Records from a data collection:
--- --- ---

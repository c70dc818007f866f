use crate::config::ConfigError;
use crate::loader::LoadError;

pub type BoxError = Box<dyn std::error::Error + Send + Sync + 'static>;

#[derive(Debug, thiserror::Error)]
pub enum RegistryError {
    #[error(transparent)]
    Load(#[from] LoadError),

    #[error("Unknown connection key '{0}'")]
    KeyNotFound(String),

    #[error("Failed to construct client for connection '{key}': {source}")]
    Construction {
        key: String,
        #[source]
        source: BoxError,
    },

    #[error(transparent)]
    Config(#[from] ConfigError),

    #[error("Shared client registry not initialized")]
    SharedNotInitialized,

    #[error("Shared client registry already initialized")]
    SharedAlreadyInitialized,
}
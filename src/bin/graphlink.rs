//! graphlink - inspect and check configured SDK connections

use anyhow::{Context, Result};
use clap::{Parser, Subcommand};
use graphlink::{DylibRegistry, RegistryConfig, RegistryError};
use serde::Serialize;
use std::collections::BTreeMap;
use std::path::PathBuf;
use tracing::{error, info};
use tracing_subscriber::{layer::SubscriberExt, util::SubscriberInitExt};

#[derive(Parser)]
#[command(name = "graphlink")]
#[command(about = "Inspect and check graph API SDK connections")]
#[command(version)]
struct Cli {
    /// JSON configuration file (default configuration if omitted)
    #[arg(long)]
    config: Option<PathBuf>,

    /// Directory containing the SDK library, overrides the configuration
    #[arg(long)]
    sdk_lib_path: Option<PathBuf>,

    /// Log level (trace, debug, info, warn, error)
    #[arg(long, default_value = "info")]
    log_level: String,

    #[command(subcommand)]
    command: Command,
}

#[derive(Subcommand)]
enum Command {
    /// List configured connections and their option names
    List,
    /// Load the SDK and construct a client for each connection
    Check {
        /// Only check this connection
        #[arg(long)]
        key: Option<String>,
    },
}

#[derive(Serialize)]
struct ConnectionSummary<'a> {
    key: &'a str,
    options: Vec<&'a str>,
}

#[derive(Serialize)]
struct CheckReport {
    sdk_entry: Option<PathBuf>,
    loaded: bool,
    connections: BTreeMap<String, CheckResult>,
}

#[derive(Serialize)]
#[serde(tag = "status", rename_all = "lowercase")]
enum CheckResult {
    Ok,
    Failed { error: String },
}

fn main() -> Result<()> {
    let cli = Cli::parse();

    // Logs go to stderr so stdout stays machine readable
    tracing_subscriber::registry()
        .with(
            tracing_subscriber::fmt::layer()
                .with_target(false)
                .with_writer(std::io::stderr),
        )
        .with(tracing_subscriber::EnvFilter::new(&cli.log_level))
        .init();

    let mut config = match &cli.config {
        Some(path) => RegistryConfig::from_path(path)
            .with_context(|| format!("Failed to load configuration from {}", path.display()))?,
        None => RegistryConfig::default(),
    };
    if let Some(sdk_lib_path) = cli.sdk_lib_path {
        config.sdk_lib_path = Some(sdk_lib_path);
    }

    let registry = DylibRegistry::from_config(config);

    match cli.command {
        Command::List => list(&registry),
        Command::Check { key } => check(&registry, key.as_deref()),
    }
}

fn list(registry: &DylibRegistry) -> Result<()> {
    let summaries: Vec<ConnectionSummary<'_>> = registry
        .connection_keys()
        .into_iter()
        .filter_map(|key| {
            registry.connection(key).map(|connection| ConnectionSummary {
                key,
                options: connection.options.keys().map(String::as_str).collect(),
            })
        })
        .collect();

    println!("{}", serde_json::to_string_pretty(&summaries)?);
    Ok(())
}

fn check(registry: &DylibRegistry, key: Option<&str>) -> Result<()> {
    let keys: Vec<&str> = match key {
        Some(key) => vec![key],
        None => registry.connection_keys(),
    };

    let initialized = registry.initialize();
    if let Err(e) = &initialized {
        error!("SDK failed to load: {}", e);
    }

    let mut connections = BTreeMap::new();
    let mut failures = 0;
    for key in keys {
        let result = match initialized.as_ref().map_err(ToString::to_string) {
            Err(e) => CheckResult::Failed { error: e },
            Ok(_) => match registry.create_client(key) {
                Ok(_) => {
                    info!("Connection '{}' ok", key);
                    CheckResult::Ok
                }
                Err(e) => {
                    error!("Connection '{}' failed: {}", key, e);
                    CheckResult::Failed {
                        error: error_chain(&e),
                    }
                }
            },
        };
        if matches!(result, CheckResult::Failed { .. }) {
            failures += 1;
        }
        connections.insert(key.to_string(), result);
    }

    let report = CheckReport {
        sdk_entry: registry.loader().entry_path(),
        loaded: registry.is_loaded(),
        connections,
    };
    println!("{}", serde_json::to_string_pretty(&report)?);

    if failures > 0 {
        anyhow::bail!("{} connection(s) failed", failures);
    }
    Ok(())
}

fn error_chain(error: &RegistryError) -> String {
    let mut message = error.to_string();
    let mut source = std::error::Error::source(error);
    while let Some(cause) = source {
        let cause_message = cause.to_string();
        if !message.contains(&cause_message) {
            message.push_str(": ");
            message.push_str(&cause_message);
        }
        source = std::error::Error::source(cause);
    }
    message
}
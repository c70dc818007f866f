//! SDK loading
//!
//! [`SdkLoader`] makes sure a [`ClientFactory`] is available before the first client is
//! constructed. The factory either comes preloaded from the host or is loaded once from
//! `<sdk_lib_path>/<entry file>` through an [`SdkSource`]. The one-time guard is a
//! [`LoadState`], which can be shared between loaders when several registries should
//! trigger a single load.

pub mod dylib;

use crate::error::BoxError;
use crate::factory::ClientFactory;
use anyhow::Result;
use std::fmt;
use std::path::{Path, PathBuf};
use std::sync::atomic::{AtomicUsize, Ordering};
use std::sync::{Arc, Mutex, OnceLock, PoisonError};
use tracing::{debug, info, warn};

pub use dylib::{DylibClient, DylibFactory, DylibSource};

/// Something that can turn an SDK entry file into a client factory
pub trait SdkSource: Send + Sync {
    type Factory: ClientFactory;

    /// File name of the SDK entry point, relative to the SDK directory
    fn entry_file(&self) -> PathBuf;

    /// Load the SDK from `entry`, which is known to exist
    fn load(&self, entry: &Path) -> Result<Self::Factory>;
}

#[derive(Debug, thiserror::Error)]
pub enum LoadError {
    #[error("SDK library path is not configured")]
    PathNotConfigured,

    #[error("No SDK source configured to load the client factory from")]
    NoSource,

    #[error("SDK entry file not found: {}", path.display())]
    NotFound { path: PathBuf },

    #[error("Failed to load SDK from {}: {source}", path.display())]
    Library {
        path: PathBuf,
        #[source]
        source: BoxError,
    },
}

/// One-time guard holding the loaded client factory
pub struct LoadState<F> {
    factory: OnceLock<F>,
    init: Mutex<()>,
    loads: AtomicUsize,
}

impl<F> Default for LoadState<F> {
    fn default() -> Self {
        Self::new()
    }
}

impl<F> LoadState<F> {
    pub fn new() -> Self {
        Self {
            factory: OnceLock::new(),
            init: Mutex::new(()),
            loads: AtomicUsize::new(0),
        }
    }

    /// A state that is already satisfied, e.g. when the host provides the factory
    pub fn preloaded(factory: F) -> Self {
        Self {
            factory: OnceLock::from(factory),
            ..Self::new()
        }
    }

    pub fn is_loaded(&self) -> bool {
        self.factory.get().is_some()
    }

    pub fn get(&self) -> Option<&F> {
        self.factory.get()
    }

    /// Number of loads that actually ran. Preloaded factories don't count.
    pub fn load_count(&self) -> usize {
        self.loads.load(Ordering::SeqCst)
    }

    fn get_or_try_load(
        &self,
        load: impl FnOnce() -> Result<F, LoadError>,
    ) -> Result<&F, LoadError> {
        if let Some(factory) = self.factory.get() {
            return Ok(factory);
        }

        let _guard = self.init.lock().unwrap_or_else(PoisonError::into_inner);
        if let Some(factory) = self.factory.get() {
            return Ok(factory);
        }

        let factory = load()?;
        self.loads.fetch_add(1, Ordering::SeqCst);
        Ok(self.factory.get_or_init(|| factory))
    }
}

impl<F> fmt::Debug for LoadState<F> {
    fn fmt(&self, f: &mut fmt::Formatter<'_>) -> fmt::Result {
        f.debug_struct("LoadState")
            .field("loaded", &self.is_loaded())
            .field("loads", &self.load_count())
            .finish_non_exhaustive()
    }
}

/// Loads the SDK on demand, at most once per [`LoadState`]
pub struct SdkLoader<F: ClientFactory> {
    sdk_lib_path: Option<PathBuf>,
    source: Option<Box<dyn SdkSource<Factory = F>>>,
    state: Arc<LoadState<F>>,
}

impl<F: ClientFactory> SdkLoader<F> {
    /// Create a loader reading the SDK from `sdk_lib_path` through `source`
    pub fn new<S>(sdk_lib_path: Option<PathBuf>, source: S) -> Self
    where
        S: SdkSource<Factory = F> + 'static,
    {
        Self {
            sdk_lib_path,
            source: Some(Box::new(source)),
            state: Arc::new(LoadState::new()),
        }
    }

    /// Create a loader whose factory is already available
    pub fn preloaded(factory: F) -> Self {
        Self {
            sdk_lib_path: None,
            source: None,
            state: Arc::new(LoadState::preloaded(factory)),
        }
    }

    /// Use `state` as the load guard, sharing it with other loaders
    pub fn with_state(mut self, state: Arc<LoadState<F>>) -> Self {
        self.state = state;
        self
    }

    pub fn state(&self) -> &Arc<LoadState<F>> {
        &self.state
    }

    pub fn sdk_lib_path(&self) -> Option<&Path> {
        self.sdk_lib_path.as_deref()
    }

    /// Full path of the SDK entry file, if it can be resolved
    pub fn entry_path(&self) -> Option<PathBuf> {
        let dir = self.sdk_lib_path.as_ref()?;
        let source = self.source.as_ref()?;
        Some(dir.join(source.entry_file()))
    }

    pub fn is_loaded(&self) -> bool {
        self.state.is_loaded()
    }

    /// Return the client factory, loading the SDK first if nothing has loaded it yet
    pub fn ensure_loaded(&self) -> Result<&F, LoadError> {
        self.state.get_or_try_load(|| self.load()).inspect_err(|e| {
            warn!("SDK load failed: {}", e);
        })
    }

    fn load(&self) -> Result<F, LoadError> {
        let source = self.source.as_ref().ok_or(LoadError::NoSource)?;
        let dir = self
            .sdk_lib_path
            .as_ref()
            .ok_or(LoadError::PathNotConfigured)?;

        let entry = dir.join(source.entry_file());
        if !entry.is_file() {
            return Err(LoadError::NotFound { path: entry });
        }

        debug!("Loading SDK from {}", entry.display());
        let factory = source.load(&entry).map_err(|e| LoadError::Library {
            path: entry.clone(),
            source: e.into(),
        })?;

        info!("SDK loaded from {}", entry.display());
        Ok(factory)
    }
}

impl<F: ClientFactory> fmt::Debug for SdkLoader<F> {
    fn fmt(&self, f: &mut fmt::Formatter<'_>) -> fmt::Result {
        f.debug_struct("SdkLoader")
            .field("sdk_lib_path", &self.sdk_lib_path)
            .field("entry_path", &self.entry_path())
            .field("state", &self.state)
            .finish_non_exhaustive()
    }
}
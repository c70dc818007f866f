//! Client registry
//!
//! [`ClientRegistry`] maps connection keys to SDK clients. [`get_client`] creates a
//! client on first use and hands out the same instance afterwards; [`create_client`]
//! always builds a fresh one and leaves the cache alone.
//!
//! ```rust,no_run
//! use graphlink::{ClientRegistry, RegistryConfig};
//!
//! let config = RegistryConfig::from_path("graphlink.json").unwrap();
//! let registry = ClientRegistry::from_config(config);
//! registry.initialize().unwrap();
//!
//! let client = registry.client().unwrap();
//! let same = registry.get_client("default").unwrap();
//! assert!(std::sync::Arc::ptr_eq(&client, &same));
//! ```
//!
//! [`get_client`]: ClientRegistry::get_client
//! [`create_client`]: ClientRegistry::create_client

use crate::cache::ClientCache;
use crate::config::{ConnectionConfig, ConnectionSet, DEFAULT_CONNECTION_KEY, RegistryConfig};
use crate::error::RegistryError;
use crate::factory::ClientFactory;
use crate::loader::{DylibFactory, DylibSource, SdkLoader};
use std::fmt;
use std::sync::Arc;
use tracing::{debug, warn};

/// Registry backed by the shared-library SDK
pub type DylibRegistry = ClientRegistry<DylibFactory>;

pub struct ClientRegistry<F: ClientFactory> {
    connections: ConnectionSet,
    loader: SdkLoader<F>,
    clients: ClientCache<F::Client>,
}

impl ClientRegistry<DylibFactory> {
    /// Build a registry that loads the SDK library from `config.sdk_lib_path`
    pub fn from_config(config: RegistryConfig) -> Self {
        let loader = SdkLoader::new(config.sdk_lib_path, DylibSource::default());
        Self::new(config.connections, loader)
    }
}

impl<F: ClientFactory> ClientRegistry<F> {
    pub fn new(connections: ConnectionSet, loader: SdkLoader<F>) -> Self {
        Self {
            connections,
            loader,
            clients: ClientCache::new(),
        }
    }

    /// Registry over an already available factory
    pub fn with_factory(connections: ConnectionSet, factory: F) -> Self {
        Self::new(connections, SdkLoader::preloaded(factory))
    }

    /// Initialization hook: load the SDK now so failures show up at startup
    pub fn initialize(&self) -> Result<(), RegistryError> {
        self.loader.ensure_loaded()?;
        Ok(())
    }

    /// Get the client for `key`, creating and caching it on first use
    pub fn get_client(&self, key: &str) -> Result<Arc<F::Client>, RegistryError> {
        if let Some(client) = self.clients.get(key) {
            debug!("Using cached client for connection '{}'", key);
            return Ok(client);
        }

        self.clients.get_or_try_insert_with(key, || {
            debug!("No cached client for connection '{}'", key);
            self.create_client(key)
        })
    }

    /// Get the client for the "default" connection
    pub fn client(&self) -> Result<Arc<F::Client>, RegistryError> {
        self.get_client(DEFAULT_CONNECTION_KEY)
    }

    /// Create a new, uncached client for `key`
    pub fn create_client(&self, key: &str) -> Result<F::Client, RegistryError> {
        let connection = self
            .connections
            .get(key)
            .ok_or_else(|| RegistryError::KeyNotFound(key.to_string()))?;

        let factory = self.loader.ensure_loaded()?;

        debug!(
            "Constructing client for connection '{}' with options [{}]",
            key,
            connection
                .options
                .keys()
                .map(String::as_str)
                .collect::<Vec<_>>()
                .join(", ")
        );

        factory.construct(&connection.options).map_err(|e| {
            warn!("Client construction for connection '{}' failed: {}", key, e);
            RegistryError::Construction {
                key: key.to_string(),
                source: e.into(),
            }
        })
    }

    /// Create a new, uncached client for the "default" connection
    pub fn create_default_client(&self) -> Result<F::Client, RegistryError> {
        self.create_client(DEFAULT_CONNECTION_KEY)
    }

    pub fn connection(&self, key: &str) -> Option<&ConnectionConfig> {
        self.connections.get(key)
    }

    pub fn connections(&self) -> &ConnectionSet {
        &self.connections
    }

    /// Configured connection keys, sorted
    pub fn connection_keys(&self) -> Vec<&str> {
        let mut keys: Vec<&str> = self.connections.keys().map(String::as_str).collect();
        keys.sort_unstable();
        keys
    }

    pub fn is_cached(&self, key: &str) -> bool {
        self.clients.contains(key)
    }

    pub fn cached_len(&self) -> usize {
        self.clients.len()
    }

    pub fn is_loaded(&self) -> bool {
        self.loader.is_loaded()
    }

    pub fn loader(&self) -> &SdkLoader<F> {
        &self.loader
    }
}

impl<F: ClientFactory> fmt::Debug for ClientRegistry<F> {
    fn fmt(&self, f: &mut fmt::Formatter<'_>) -> fmt::Result {
        f.debug_struct("ClientRegistry")
            .field("connections", &self.connection_keys())
            .field("loader", &self.loader)
            .field("clients", &self.clients)
            .finish()
    }
}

--- --- ---

§ Exercise brief: Please count the lines above that hold the string "join" and reply with the number alone.

§ Expected answer: 3